**Instructions for the task:**
Repeat precisely the span of lines below that opens with the line containing "PersistenceError::Storage(err.to_string())" and closes with the line containing "fn doc_key(hash: &str)", both included.

(Collected data entries)
//! Sled-backed progress store and submission endpoint.
//!
//! Keys:
//! - `progress/<policy>`: the latest [`ProgressRecord`]
//! - `doc/<sha256>`: a [`StoredDocument`], addressed by the hash of its policy,
//!   slot and file bytes. Saving the same file twice reuses the key.
//! - `submission/<policy>`: the [`SubmissionRecord`] once the form is submitted
use std::sync::Arc;

use async_trait::async_trait;
use chrono::{DateTime, Utc};
use serde_json::{Map, Value, json};
use sled::{Batch, Db};
use tracing::{debug, info, warn};

use crate::documents::{DocumentSlot, StagedFile};
use crate::error::PersistenceError;
use crate::persistence::{
    ADDITIONAL_DOCUMENTS_KEY, PrefillData, ProgressSnapshot, ProgressStore, SaveReceipt,
    SubmissionEndpoint, SubmissionReceipt,
};
use crate::utils::new_reference_id;

const DOC_URL_SCHEME: &str = "kyc-doc://";

#[derive(Debug, PartialEq, Eq, PartialOrd, Ord, Clone, Copy)]
pub struct TimeStamp(DateTime<Utc>);

impl TimeStamp {
    pub fn now() -> Self {
        Self(Utc::now())
    }

    pub fn to_datetime_utc(&self) -> DateTime<Utc> {
        self.0
    }
}

impl<C> minicbor::Encode<C> for TimeStamp {
    fn encode<W: minicbor::encode::Write>(
        &self,
        e: &mut minicbor::Encoder<W>,
        _: &mut C,
    ) -> Result<(), minicbor::encode::Error<W::Error>> {
        e.i64(self.0.timestamp_millis())?.ok()
    }
}

impl<'b, C> minicbor::Decode<'b, C> for TimeStamp {
    fn decode(d: &mut minicbor::Decoder<'b>, _: &mut C) -> Result<Self, minicbor::decode::Error> {
        let millis = d.i64()?;
        DateTime::from_timestamp_millis(millis)
            .map(TimeStamp)
            .ok_or_else(|| minicbor::decode::Error::message("timestamp out of range"))
    }
}

#[derive(Debug, Clone, PartialEq, Eq, minicbor::Encode, minicbor::Decode)]
pub struct ProgressRecord {
    #[n(0)]
    pub policy_no: String,
    #[n(1)]
    pub kyc_data_json: String,
    #[n(2)]
    pub saved_at: TimeStamp,
}

#[derive(Debug, Clone, PartialEq, Eq, minicbor::Encode, minicbor::Decode)]
pub struct StoredDocument {
    #[n(0)]
    pub policy_no: String,
    #[n(1)]
    pub file_name: String,
    #[n(2)]
    pub content_type: String,
    #[cbor(n(3), with = "minicbor::bytes")]
    pub bytes: Vec<u8>,
    /// `None` for extra documents.
    #[n(4)]
    pub slot: Option<DocumentSlot>,
    #[n(5)]
    pub stored_at: TimeStamp,
}

impl StoredDocument {
    fn new(policy_no: &str, file: &StagedFile, slot: Option<DocumentSlot>) -> Self {
        Self {
            policy_no: policy_no.to_string(),
            file_name: file.file_name.clone(),
            content_type: file.content_type.clone(),
            bytes: file.bytes.clone(),
            slot,
            stored_at: TimeStamp::now(),
        }
    }

    /// Hashes the content and serialises the document, returning `(hash, cbor)`.
    fn finalise(&self) -> Result<(String, Vec<u8>), PersistenceError> {
        let part = self.slot.map_or("additional", DocumentSlot::part_name);
        let mut content = Vec::with_capacity(self.policy_no.len() + part.len() + self.bytes.len() + 2);
        content.extend_from_slice(self.policy_no.as_bytes());
        content.push(0);
        content.extend_from_slice(part.as_bytes());
        content.push(0);
        content.extend_from_slice(&self.bytes);
        let hash = sha256::digest(&content);
        let cbor = minicbor::to_vec(self).map_err(storage)?;
        Ok((hash, cbor))
    }
}

#[derive(Debug, Clone, PartialEq, Eq, minicbor::Encode, minicbor::Decode)]
pub struct SubmissionRecord {
    #[n(0)]
    pub reference: String,
    #[n(1)]
    pub policy_no: String,
    #[n(2)]
    pub kyc_data_json: String,
    #[n(3)]
    pub submitted_at: TimeStamp,
}

fn storage(err: impl std::fmt::Display) -> PersistenceError {
    PersistenceError::Storage(err.to_string())
}

fn progress_key(policy_no: &str) -> String {
    format!("progress/{policy_no}")
}

fn submission_key(policy_no: &str) -> String {
    format!("submission/{policy_no}")
}

fn doc_key(hash: &str) -> String {
    format!("doc/{hash}")
}

fn doc_url(hash: &str, file_name: &str) -> String {
    format!("{DOC_URL_SCHEME}{hash}/{file_name}")
}

fn hash_of_url(url: &str) -> Option<&str> {
    url.strip_prefix(DOC_URL_SCHEME)?
        .split('/')
        .next()
        .filter(|h| !h.is_empty())
}

pub struct SledProgressStore {
    instance: Arc<Db>,
}

impl SledProgressStore {
    pub fn new(instance: Arc<Db>) -> Self {
        Self { instance }
    }

    fn load_submission(&self, policy_no: &str) -> Result<Option<SubmissionRecord>, PersistenceError> {
        let Some(raw) = self.instance.get(submission_key(policy_no))? else {
            return Ok(None);
        };
        let record = minicbor::decode(&raw).map_err(storage)?;
        Ok(Some(record))
    }

    fn ensure_open(&self, policy_no: &str) -> Result<(), PersistenceError> {
        if policy_no.trim().is_empty() {
            return Err(PersistenceError::MissingPolicy);
        }
        if self.load_submission(policy_no)?.is_some() {
            warn!(policy_no, "write attempted after submission");
            return Err(PersistenceError::Rejected {
                message: Some("Policy already submitted".to_string()),
            });
        }
        Ok(())
    }

    fn load_record(&self, policy_no: &str) -> Result<Option<ProgressRecord>, PersistenceError> {
        let Some(raw) = self.instance.get(progress_key(policy_no))? else {
            return Ok(None);
        };
        let record = minicbor::decode(&raw).map_err(storage)?;
        Ok(Some(record))
    }

    /// Looks up a stored document by the URL a save assigned to it.
    pub fn document(&self, url: &str) -> Result<Option<StoredDocument>, PersistenceError> {
        let Some(hash) = hash_of_url(url) else {
            return Ok(None);
        };
        let Some(raw) = self.instance.get(doc_key(hash))? else {
            return Ok(None);
        };
        let doc = minicbor::decode(&raw).map_err(storage)?;
        Ok(Some(doc))
    }

    pub fn submission(&self, policy_no: &str) -> Result<Option<SubmissionReceipt>, PersistenceError> {
        Ok(self.load_submission(policy_no)?.map(|r| SubmissionReceipt {
            reference: r.reference,
            submitted_at: r.submitted_at.to_datetime_utc(),
        }))
    }
}

#[async_trait]
impl ProgressStore for SledProgressStore {
    async fn save_progress(
        &self,
        snapshot: &ProgressSnapshot,
    ) -> Result<SaveReceipt, PersistenceError> {
        let policy_no = snapshot.policy_no.as_str();
        self.ensure_open(policy_no)?;

        let mut batch = Batch::default();
        let mut receipt = SaveReceipt::default();
        let mut kyc_data: Map<String, Value> = snapshot.kyc_data.clone();
        let previous: Map<String, Value> = match self.load_record(policy_no)? {
            Some(record) => serde_json::from_str(&record.kyc_data_json).map_err(storage)?,
            None => Map::new(),
        };

        // Stored references carried over from earlier saves
        for slot in DocumentSlot::ALL {
            if let Some(url) = snapshot.existing_url(slot) {
                receipt
                    .document_urls
                    .insert(slot.url_key().to_string(), url.to_string());
            }
        }

        // New files replace whatever the slot pointed at
        for (slot, file) in &snapshot.files {
            let doc = StoredDocument::new(policy_no, file, Some(*slot));
            let (hash, cbor) = doc.finalise()?;
            let replaced = previous
                .get(slot.url_key())
                .and_then(Value::as_str)
                .and_then(hash_of_url)
                .filter(|old| *old != hash);
            if let Some(old) = replaced {
                debug!(policy_no, slot = slot.part_name(), "replacing stored document");
                batch.remove(doc_key(old).as_bytes());
            }
            batch.insert(doc_key(&hash).as_bytes(), cbor);
            let url = doc_url(&hash, &file.file_name);
            kyc_data.insert(slot.url_key().to_string(), Value::String(url.clone()));
            receipt.document_urls.insert(slot.url_key().to_string(), url);
        }

        // Extra documents: the carried list plus this save's uploads
        let mut additional = match kyc_data.remove(ADDITIONAL_DOCUMENTS_KEY) {
            Some(Value::Array(items)) => items,
            _ => Vec::new(),
        };
        for (name, file) in &snapshot.additional_docs {
            let doc = StoredDocument::new(policy_no, file, None);
            let (hash, cbor) = doc.finalise()?;
            batch.insert(doc_key(&hash).as_bytes(), cbor);
            let url = doc_url(&hash, &file.file_name);
            additional.push(json!({ "name": name, "url": url }));
            receipt.additional_urls.push(url);
        }
        kyc_data.insert(ADDITIONAL_DOCUMENTS_KEY.to_string(), Value::Array(additional));

        let record = ProgressRecord {
            policy_no: policy_no.to_string(),
            kyc_data_json: serde_json::to_string(&kyc_data).map_err(storage)?,
            saved_at: TimeStamp::now(),
        };
        batch.insert(
            progress_key(policy_no).as_bytes(),
            minicbor::to_vec(&record).map_err(storage)?,
        );
        self.instance.apply_batch(batch)?;

        info!(
            policy_no,
            step = ?snapshot.current_step(),
            files = snapshot.files.len(),
            additional = snapshot.additional_docs.len(),
            "progress saved"
        );
        Ok(receipt)
    }

    async fn load_progress(&self, policy_no: &str) -> Result<Option<PrefillData>, PersistenceError> {
        let Some(record) = self.load_record(policy_no)? else {
            return Ok(None);
        };
        let data = PrefillData::from_json(&record.kyc_data_json).map_err(storage)?;
        Ok(Some(data))
    }
}

#[async_trait]
impl SubmissionEndpoint for SledProgressStore {
    async fn submit(&self, snapshot: &ProgressSnapshot) -> Result<SubmissionReceipt, PersistenceError> {
        let policy_no = snapshot.policy_no.as_str();
        self.ensure_open(policy_no)?;

        let reference = new_reference_id("kyc").map_err(storage)?;
        let record = SubmissionRecord {
            reference: reference.clone(),
            policy_no: policy_no.to_string(),
            kyc_data_json: snapshot.kyc_data_json().map_err(storage)?,
            submitted_at: TimeStamp::now(),
        };
        self.instance.insert(
            submission_key(policy_no).as_bytes(),
            minicbor::to_vec(&record).map_err(storage)?,
        )?;

        info!(policy_no, %reference, "application submitted");
        Ok(SubmissionReceipt {
            reference,
            submitted_at: record.submitted_at.to_datetime_utc(),
        })
    }
}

**Exercise response:**
    PersistenceError::Storage(err.to_string())
}

fn progress_key(policy_no: &str) -> String {
    format!("progress/{policy_no}")
}

fn submission_key(policy_no: &str) -> String {
    format!("submission/{policy_no}")
}

fn doc_key(hash: &str) -> String {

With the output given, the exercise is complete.